Data excerpts
▶

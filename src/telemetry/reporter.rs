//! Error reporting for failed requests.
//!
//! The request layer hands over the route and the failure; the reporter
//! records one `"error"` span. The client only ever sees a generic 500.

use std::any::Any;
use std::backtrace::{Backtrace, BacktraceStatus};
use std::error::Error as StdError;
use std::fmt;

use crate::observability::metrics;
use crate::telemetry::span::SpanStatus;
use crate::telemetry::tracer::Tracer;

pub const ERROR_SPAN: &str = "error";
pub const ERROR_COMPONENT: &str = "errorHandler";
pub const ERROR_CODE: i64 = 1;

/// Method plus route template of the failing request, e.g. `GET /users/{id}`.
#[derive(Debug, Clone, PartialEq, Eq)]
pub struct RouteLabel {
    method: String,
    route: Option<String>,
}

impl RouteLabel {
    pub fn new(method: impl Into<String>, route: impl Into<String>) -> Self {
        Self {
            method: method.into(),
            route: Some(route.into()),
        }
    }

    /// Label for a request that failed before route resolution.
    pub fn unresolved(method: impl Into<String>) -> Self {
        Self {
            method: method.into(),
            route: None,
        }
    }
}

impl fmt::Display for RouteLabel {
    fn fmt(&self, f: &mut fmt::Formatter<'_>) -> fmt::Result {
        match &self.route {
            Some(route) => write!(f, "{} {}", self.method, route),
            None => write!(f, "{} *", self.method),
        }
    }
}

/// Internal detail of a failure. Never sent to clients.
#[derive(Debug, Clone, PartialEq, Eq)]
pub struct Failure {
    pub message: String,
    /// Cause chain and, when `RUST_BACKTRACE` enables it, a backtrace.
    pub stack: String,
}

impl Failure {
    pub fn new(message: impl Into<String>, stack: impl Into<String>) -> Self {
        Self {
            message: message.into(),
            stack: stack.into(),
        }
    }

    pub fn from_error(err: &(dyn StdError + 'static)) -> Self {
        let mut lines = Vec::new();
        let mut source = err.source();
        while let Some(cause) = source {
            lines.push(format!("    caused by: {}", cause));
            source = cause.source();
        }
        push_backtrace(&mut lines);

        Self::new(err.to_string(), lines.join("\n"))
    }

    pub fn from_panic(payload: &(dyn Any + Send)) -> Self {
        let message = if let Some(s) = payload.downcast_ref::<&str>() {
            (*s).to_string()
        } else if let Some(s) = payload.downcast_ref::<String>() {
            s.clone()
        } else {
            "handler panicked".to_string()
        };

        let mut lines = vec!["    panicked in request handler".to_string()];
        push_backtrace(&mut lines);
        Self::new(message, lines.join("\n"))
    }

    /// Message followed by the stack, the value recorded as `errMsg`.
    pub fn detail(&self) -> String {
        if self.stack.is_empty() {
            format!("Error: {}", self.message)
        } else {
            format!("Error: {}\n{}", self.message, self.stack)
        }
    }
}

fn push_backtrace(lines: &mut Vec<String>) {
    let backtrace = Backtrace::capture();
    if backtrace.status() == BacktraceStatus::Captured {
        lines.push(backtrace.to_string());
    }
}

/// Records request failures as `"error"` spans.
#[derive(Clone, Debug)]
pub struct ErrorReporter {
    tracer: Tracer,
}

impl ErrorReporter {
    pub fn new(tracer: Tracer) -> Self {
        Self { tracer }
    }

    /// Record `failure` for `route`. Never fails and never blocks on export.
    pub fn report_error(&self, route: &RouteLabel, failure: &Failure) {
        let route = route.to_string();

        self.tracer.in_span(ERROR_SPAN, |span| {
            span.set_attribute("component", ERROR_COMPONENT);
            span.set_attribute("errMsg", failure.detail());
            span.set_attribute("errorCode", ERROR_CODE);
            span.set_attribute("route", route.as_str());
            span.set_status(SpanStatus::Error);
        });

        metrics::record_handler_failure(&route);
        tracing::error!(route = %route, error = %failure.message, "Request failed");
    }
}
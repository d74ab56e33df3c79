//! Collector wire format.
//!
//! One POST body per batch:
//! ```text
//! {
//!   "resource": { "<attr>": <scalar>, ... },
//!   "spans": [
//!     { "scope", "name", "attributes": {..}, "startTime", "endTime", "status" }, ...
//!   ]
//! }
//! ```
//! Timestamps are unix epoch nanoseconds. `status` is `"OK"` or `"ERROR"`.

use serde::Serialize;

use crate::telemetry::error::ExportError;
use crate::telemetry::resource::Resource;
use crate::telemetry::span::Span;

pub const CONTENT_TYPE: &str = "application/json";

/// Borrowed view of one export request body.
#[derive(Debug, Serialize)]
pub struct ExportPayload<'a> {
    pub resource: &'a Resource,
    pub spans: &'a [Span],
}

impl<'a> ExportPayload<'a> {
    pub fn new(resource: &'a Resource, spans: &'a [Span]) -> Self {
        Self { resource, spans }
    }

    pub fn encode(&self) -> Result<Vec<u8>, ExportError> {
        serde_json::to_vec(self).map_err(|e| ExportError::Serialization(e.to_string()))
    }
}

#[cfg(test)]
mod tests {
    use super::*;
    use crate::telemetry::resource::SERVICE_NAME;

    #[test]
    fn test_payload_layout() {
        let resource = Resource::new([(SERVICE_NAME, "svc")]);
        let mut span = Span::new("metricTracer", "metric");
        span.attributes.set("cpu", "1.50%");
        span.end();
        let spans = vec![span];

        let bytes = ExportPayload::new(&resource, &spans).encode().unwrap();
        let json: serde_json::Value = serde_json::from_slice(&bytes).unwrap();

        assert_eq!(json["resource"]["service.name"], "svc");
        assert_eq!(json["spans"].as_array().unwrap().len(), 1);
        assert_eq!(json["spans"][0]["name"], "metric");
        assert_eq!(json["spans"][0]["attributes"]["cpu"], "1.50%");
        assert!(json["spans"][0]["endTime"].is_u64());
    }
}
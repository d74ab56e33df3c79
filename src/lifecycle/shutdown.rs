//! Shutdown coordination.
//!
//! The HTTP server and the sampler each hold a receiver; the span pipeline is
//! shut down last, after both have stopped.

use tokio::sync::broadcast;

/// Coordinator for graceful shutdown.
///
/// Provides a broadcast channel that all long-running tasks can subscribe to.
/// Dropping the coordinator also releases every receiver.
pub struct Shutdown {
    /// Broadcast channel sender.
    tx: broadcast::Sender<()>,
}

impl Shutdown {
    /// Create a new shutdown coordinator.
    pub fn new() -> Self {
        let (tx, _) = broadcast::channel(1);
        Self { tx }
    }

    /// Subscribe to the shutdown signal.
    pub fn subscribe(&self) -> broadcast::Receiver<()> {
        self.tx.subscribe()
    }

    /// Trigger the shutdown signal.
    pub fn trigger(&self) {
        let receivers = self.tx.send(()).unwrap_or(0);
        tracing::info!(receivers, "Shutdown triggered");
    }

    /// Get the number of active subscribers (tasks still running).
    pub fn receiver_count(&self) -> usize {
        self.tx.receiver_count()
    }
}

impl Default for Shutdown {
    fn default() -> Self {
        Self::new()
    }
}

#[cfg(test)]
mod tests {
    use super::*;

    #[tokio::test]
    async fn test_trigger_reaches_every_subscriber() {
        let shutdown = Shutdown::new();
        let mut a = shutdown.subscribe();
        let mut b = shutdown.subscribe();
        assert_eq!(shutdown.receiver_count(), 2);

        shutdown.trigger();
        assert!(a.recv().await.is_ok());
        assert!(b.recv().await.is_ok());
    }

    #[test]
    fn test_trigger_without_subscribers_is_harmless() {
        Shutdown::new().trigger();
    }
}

◀
▶

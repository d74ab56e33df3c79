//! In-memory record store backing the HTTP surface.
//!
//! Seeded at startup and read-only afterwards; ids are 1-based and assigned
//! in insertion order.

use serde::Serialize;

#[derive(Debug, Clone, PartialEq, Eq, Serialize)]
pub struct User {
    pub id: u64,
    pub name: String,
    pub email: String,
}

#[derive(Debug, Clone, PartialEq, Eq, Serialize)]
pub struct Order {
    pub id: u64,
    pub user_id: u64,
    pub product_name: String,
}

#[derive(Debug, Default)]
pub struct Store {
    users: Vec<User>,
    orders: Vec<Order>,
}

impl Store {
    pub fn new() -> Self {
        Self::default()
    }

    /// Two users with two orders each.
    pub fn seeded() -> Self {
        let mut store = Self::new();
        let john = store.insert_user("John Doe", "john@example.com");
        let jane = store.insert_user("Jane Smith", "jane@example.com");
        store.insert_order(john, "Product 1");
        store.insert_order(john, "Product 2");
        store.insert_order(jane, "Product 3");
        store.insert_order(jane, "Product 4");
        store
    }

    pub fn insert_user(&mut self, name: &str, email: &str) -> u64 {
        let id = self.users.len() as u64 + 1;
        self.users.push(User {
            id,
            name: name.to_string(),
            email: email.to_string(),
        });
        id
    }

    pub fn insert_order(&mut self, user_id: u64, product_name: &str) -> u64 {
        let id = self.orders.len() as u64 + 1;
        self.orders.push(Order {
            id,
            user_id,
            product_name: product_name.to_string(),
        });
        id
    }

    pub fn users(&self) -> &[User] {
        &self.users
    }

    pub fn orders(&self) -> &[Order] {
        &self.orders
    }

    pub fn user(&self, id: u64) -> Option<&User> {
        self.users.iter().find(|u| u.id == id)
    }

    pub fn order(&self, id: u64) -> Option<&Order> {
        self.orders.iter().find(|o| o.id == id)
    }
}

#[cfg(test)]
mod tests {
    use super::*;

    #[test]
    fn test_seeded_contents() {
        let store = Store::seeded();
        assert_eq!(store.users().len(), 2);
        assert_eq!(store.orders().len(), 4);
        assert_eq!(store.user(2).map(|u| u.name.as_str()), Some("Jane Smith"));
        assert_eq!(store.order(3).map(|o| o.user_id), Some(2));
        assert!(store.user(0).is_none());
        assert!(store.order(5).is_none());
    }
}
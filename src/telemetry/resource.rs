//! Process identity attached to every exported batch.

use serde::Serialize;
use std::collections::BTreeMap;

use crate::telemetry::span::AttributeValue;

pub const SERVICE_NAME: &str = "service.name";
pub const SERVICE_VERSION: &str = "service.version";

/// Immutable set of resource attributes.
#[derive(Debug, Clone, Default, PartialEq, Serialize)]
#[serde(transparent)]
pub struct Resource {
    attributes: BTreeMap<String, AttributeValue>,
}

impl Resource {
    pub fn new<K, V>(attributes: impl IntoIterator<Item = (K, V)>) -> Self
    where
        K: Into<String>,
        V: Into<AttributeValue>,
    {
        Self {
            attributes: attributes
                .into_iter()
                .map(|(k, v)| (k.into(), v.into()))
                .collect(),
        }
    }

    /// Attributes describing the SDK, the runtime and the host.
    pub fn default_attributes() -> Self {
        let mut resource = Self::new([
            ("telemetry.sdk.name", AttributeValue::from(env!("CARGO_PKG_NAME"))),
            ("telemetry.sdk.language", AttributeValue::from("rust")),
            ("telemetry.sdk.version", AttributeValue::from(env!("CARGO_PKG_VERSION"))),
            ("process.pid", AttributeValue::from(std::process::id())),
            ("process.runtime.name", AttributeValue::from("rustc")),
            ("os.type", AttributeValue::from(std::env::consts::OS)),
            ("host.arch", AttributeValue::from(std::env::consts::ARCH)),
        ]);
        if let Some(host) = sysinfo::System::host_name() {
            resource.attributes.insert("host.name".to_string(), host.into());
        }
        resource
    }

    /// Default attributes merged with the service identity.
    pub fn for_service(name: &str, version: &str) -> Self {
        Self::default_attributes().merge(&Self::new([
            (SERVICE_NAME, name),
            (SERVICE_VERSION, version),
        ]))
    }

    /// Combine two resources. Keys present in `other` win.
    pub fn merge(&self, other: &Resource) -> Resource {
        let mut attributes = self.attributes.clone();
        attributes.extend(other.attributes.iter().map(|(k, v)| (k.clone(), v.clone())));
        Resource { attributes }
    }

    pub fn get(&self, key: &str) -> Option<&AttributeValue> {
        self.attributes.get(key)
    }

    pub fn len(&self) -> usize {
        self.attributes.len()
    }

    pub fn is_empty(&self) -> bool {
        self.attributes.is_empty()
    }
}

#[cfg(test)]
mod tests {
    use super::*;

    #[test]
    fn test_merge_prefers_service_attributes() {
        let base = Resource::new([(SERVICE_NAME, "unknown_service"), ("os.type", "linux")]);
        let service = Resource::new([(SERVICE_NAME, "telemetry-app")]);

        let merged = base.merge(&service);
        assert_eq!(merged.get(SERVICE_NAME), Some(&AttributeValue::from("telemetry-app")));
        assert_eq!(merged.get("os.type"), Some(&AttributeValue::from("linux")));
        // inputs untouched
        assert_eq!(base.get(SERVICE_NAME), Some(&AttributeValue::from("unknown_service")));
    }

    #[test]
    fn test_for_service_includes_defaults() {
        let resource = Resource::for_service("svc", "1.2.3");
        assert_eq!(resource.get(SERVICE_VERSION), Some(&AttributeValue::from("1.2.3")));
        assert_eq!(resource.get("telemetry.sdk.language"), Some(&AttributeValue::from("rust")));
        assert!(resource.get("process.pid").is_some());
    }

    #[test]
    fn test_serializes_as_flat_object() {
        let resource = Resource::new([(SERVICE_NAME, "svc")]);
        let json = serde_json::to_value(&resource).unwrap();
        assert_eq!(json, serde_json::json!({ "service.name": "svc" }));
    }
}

◀

From the records above, extract exactly and only the lines that begin at the line with "let receivers = self.tx.send(()).unwrap_or(0);" and stop after the line with "self.tx.receiver_count()".

ANSWER BELOW:
        let receivers = self.tx.send(()).unwrap_or(0);
        tracing::info!(receivers, "Shutdown triggered");
    }

    /// Get the number of active subscribers (tasks still running).
    pub fn receiver_count(&self) -> usize {
        self.tx.receiver_count()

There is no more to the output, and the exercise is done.